Task description: In the listing below, find the line containing "table.insert(slot, new_key);" and the line containing "async fn test_rotation_leaves_single_fresh_slot()". Repeat exactly those two lines and every line between them.
━━ Data in this exercise
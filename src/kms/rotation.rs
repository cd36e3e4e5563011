//! Key Rotation
//!
//! Rotates the key-encryption-key for an encrypted OSD: the new key lands
//! in LUKS slot 0, slot 1 briefly carries the old key so a crash mid-way
//! leaves the device openable with either. A device left in the dual-key
//! state is tolerated by the next rotation.

use crate::error::{Error, Result};
use crate::exec::Executor;
use crate::kms::Kms;
use base64::Engine;
use rand::RngCore;
use std::path::{Path, PathBuf};
use tracing::{debug, info, warn};
use uuid::Uuid;

const KEY_BYTES: usize = 32;

/// Generate fresh key material.
pub fn generate_key() -> String {
    let mut bytes = [0u8; KEY_BYTES];
    rand::thread_rng().fill_bytes(&mut bytes);
    base64::engine::general_purpose::STANDARD.encode(bytes)
}

/// Scratch directory holding key files during a rotation. Removed on every
/// exit path.
struct KeyScratch {
    dir: PathBuf,
}

impl KeyScratch {
    async fn new() -> Result<Self> {
        let dir = std::env::temp_dir().join(format!("key-rotate-{}", Uuid::new_v4()));
        tokio::fs::create_dir_all(&dir).await?;
        Ok(Self { dir })
    }

    async fn write(&self, name: &str, key: &str) -> Result<PathBuf> {
        let path = self.dir.join(name);
        tokio::fs::write(&path, key).await?;
        Ok(path)
    }
}

impl Drop for KeyScratch {
    fn drop(&mut self) {
        if let Err(e) = std::fs::remove_dir_all(&self.dir) {
            warn!("failed to clean key scratch {}: {}", self.dir.display(), e);
        }
    }
}

/// Rotate the KEK for `key` across `devices`.
///
/// 1. Fetch the current key.
/// 2. Add it to slot 1 on every device (idempotent).
/// 3. Generate a new key; replace slot 0 with it.
/// 4. Update the KMS record, then re-read and compare.
/// 5. Drop the old key from slot 1.
pub async fn rotate_key(
    kms: &dyn Kms,
    executor: &dyn Executor,
    key: &str,
    devices: &[String],
) -> Result<String> {
    let current = kms.get(key).await?.ok_or_else(|| Error::Kms {
        provider: kms.provider_name().to_string(),
        reason: format!("no existing key for {key}"),
    })?;

    let scratch = KeyScratch::new().await?;
    let current_file = scratch.write("current", &current).await?;

    for device in devices {
        add_key_slot(executor, device, &current_file, &current_file, 1).await?;
    }

    let new_key = generate_key();
    let new_file = scratch.write("new", &new_key).await?;

    for device in devices {
        kill_slot(executor, device, &current_file, 0).await;
        add_key_slot(executor, device, &current_file, &new_file, 0).await?;
    }

    kms.update(key, &new_key).await?;

    // Guard against a partial KMS write: what we read back must be what we
    // just stored, or the devices and the KMS disagree.
    let stored = kms.get(key).await?.unwrap_or_default();
    if stored != new_key {
        return Err(Error::Kms {
            provider: kms.provider_name().to_string(),
            reason: format!("post-rotation readback mismatch for {key}"),
        });
    }

    for device in devices {
        kill_slot(executor, device, &new_file, 1).await;
    }

    info!("rotated key {} across {} device(s)", key, devices.len());
    Ok(new_key)
}

/// Add a key to a specific slot, authenticating with an existing key file.
/// A slot already carrying a key is accepted as done.
async fn add_key_slot(
    executor: &dyn Executor,
    device: &str,
    auth_file: &Path,
    new_key_file: &Path,
    slot: u8,
) -> Result<()> {
    let args = vec![
        "luksAddKey".to_string(),
        "--key-file".to_string(),
        auth_file.display().to_string(),
        "--key-slot".to_string(),
        slot.to_string(),
        device.to_string(),
        new_key_file.display().to_string(),
    ];
    match executor.execute("cryptsetup", &args).await {
        Ok(_) => Ok(()),
        Err(Error::CommandFailed { stderr, .. }) if stderr.contains("in use") => {
            debug!("slot {} on {} already populated", slot, device);
            Ok(())
        }
        Err(e) => Err(e),
    }
}

/// Clear a slot, tolerating an already-empty one.
async fn kill_slot(executor: &dyn Executor, device: &str, auth_file: &Path, slot: u8) {
    let args = vec![
        "luksKillSlot".to_string(),
        "--key-file".to_string(),
        auth_file.display().to_string(),
        device.to_string(),
        slot.to_string(),
    ];
    if let Err(e) = executor.execute("cryptsetup", &args).await {
        debug!("luksKillSlot {} on {}: {}", slot, device, e);
    }
}

#[cfg(test)]
mod tests {
    use super::*;
    use crate::exec::test_support::MockExecutor;
    use crate::kms::test_support::MemoryKms;
    use parking_lot::Mutex;
    use std::collections::BTreeMap;
    use std::sync::Arc;

    /// Emulated LUKS slot table, keyed by slot number.
    type Slots = Arc<Mutex<BTreeMap<u8, String>>>;

    /// Responds to cryptsetup by mutating an in-memory slot table, reading
    /// key material from the key files the rotation writes.
    fn luks_responder(slots: Slots) -> impl Fn(&str, &[String]) -> crate::error::Result<String> {
        move |_cmd, args: &[String]| {
            let read = |path: &str| std::fs::read_to_string(path).unwrap();
            match args[0].as_str() {
                "luksAddKey" => {
                    let auth = read(&args[2]);
                    let slot: u8 = args[4].parse().unwrap();
                    let new_key = read(&args[6]);
                    let mut table = slots.lock();
                    if !table.values().any(|k| *k == auth) && !table.is_empty() {
                        return Err(Error::CommandFailed {
                            command: "cryptsetup luksAddKey".into(),
                            status: 1,
                            stderr: "No key available with this passphrase.".into(),
                        });
                    }
                    if table.contains_key(&slot) {
                        return Err(Error::CommandFailed {
                            command: "cryptsetup luksAddKey".into(),
                            status: 1,
                            stderr: format!("Key slot {slot} is in use."),
                        });
                    }
                    table.insert(slot, new_key);
                    Ok(String::new())
                }
                "luksKillSlot" => {
                    let slot: u8 = args[4].parse().unwrap();
                    slots.lock().remove(&slot);
                    Ok(String::new())
                }
                other => panic!("unexpected cryptsetup action {other}"),
            }
        }
    }

    fn seeded_slots(key: &str) -> Slots {
        let slots: Slots = Arc::new(Mutex::new(BTreeMap::new()));
        slots.lock().insert(0, key.to_string());
        slots
    }

    #[tokio::test]
    async fn test_rotation_leaves_single_fresh_slot() {
        let kms = MemoryKms::with_key("k1", "K_old");
        let slots = seeded_slots("K_old");
        let exec = MockExecutor::new(luks_responder(slots.clone()));

        let new_key = rotate_key(
            kms.as_ref(),
            &exec,
            "k1",
            &["/dev/sda1".to_string()],
        )
        .await
        .unwrap();

        assert_ne!(new_key, "K_old");
        assert_eq!(kms.get("k1").await.unwrap().unwrap(), new_key);

        // Exactly one active slot, slot 0, carrying the new key.
        let table = slots.lock();
        assert_eq!(table.len(), 1);
        assert_eq!(table.get(&0).unwrap(), &new_key);
    }

    #[tokio::test]
    async fn test_rotation_spans_multiple_devices() {
        let kms = MemoryKms::with_key("k1", "K_old");
        let sda = seeded_slots("K_old");
        let sdb = seeded_slots("K_old");
        let sda2 = sda.clone();
        let sdb2 = sdb.clone();

        let exec = MockExecutor::new(move |cmd, args: &[String]| {
            let slots = if args.iter().any(|a| a.contains("sda")) {
                sda2.clone()
            } else {
                sdb2.clone()
            };
            luks_responder(slots)(cmd, args)
        });

        let new_key = rotate_key(
            kms.as_ref(),
            &exec,
            "k1",
            &["/dev/sda1".to_string(), "/dev/sdb1".to_string()],
        )
        .await
        .unwrap();

        for slots in [sda, sdb] {
            let table = slots.lock();
            assert_eq!(table.len(), 1);
            assert_eq!(table.get(&0).unwrap(), &new_key);
        }
    }

    #[tokio::test]
    async fn test_missing_key_aborts() {
        let kms = MemoryKms::default();
        let exec = MockExecutor::ok();
        let err = rotate_key(&kms, &exec, "k1", &["/dev/sda1".to_string()])
            .await
            .unwrap_err();
        assert!(matches!(err, Error::Kms { .. }));
        assert_eq!(exec.call_count(), 0);
    }

    #[test]
    fn test_generated_keys_are_unique() {
        let a = generate_key();
        let b = generate_key();
        assert_ne!(a, b);
        assert!(a.len() > KEY_BYTES);
    }
}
━━━━
Expected output:
                    table.insert(slot, new_key);
                    Ok(String::new())
                }
                "luksKillSlot" => {
                    let slot: u8 = args[4].parse().unwrap();
                    slots.lock().remove(&slot);
                    Ok(String::new())
                }
                other => panic!("unexpected cryptsetup action {other}"),
            }
        }
    }

    fn seeded_slots(key: &str) -> Slots {
        let slots: Slots = Arc::new(Mutex::new(BTreeMap::new()));
        slots.lock().insert(0, key.to_string());
        slots
    }

    #[tokio::test]
    async fn test_rotation_leaves_single_fresh_slot() {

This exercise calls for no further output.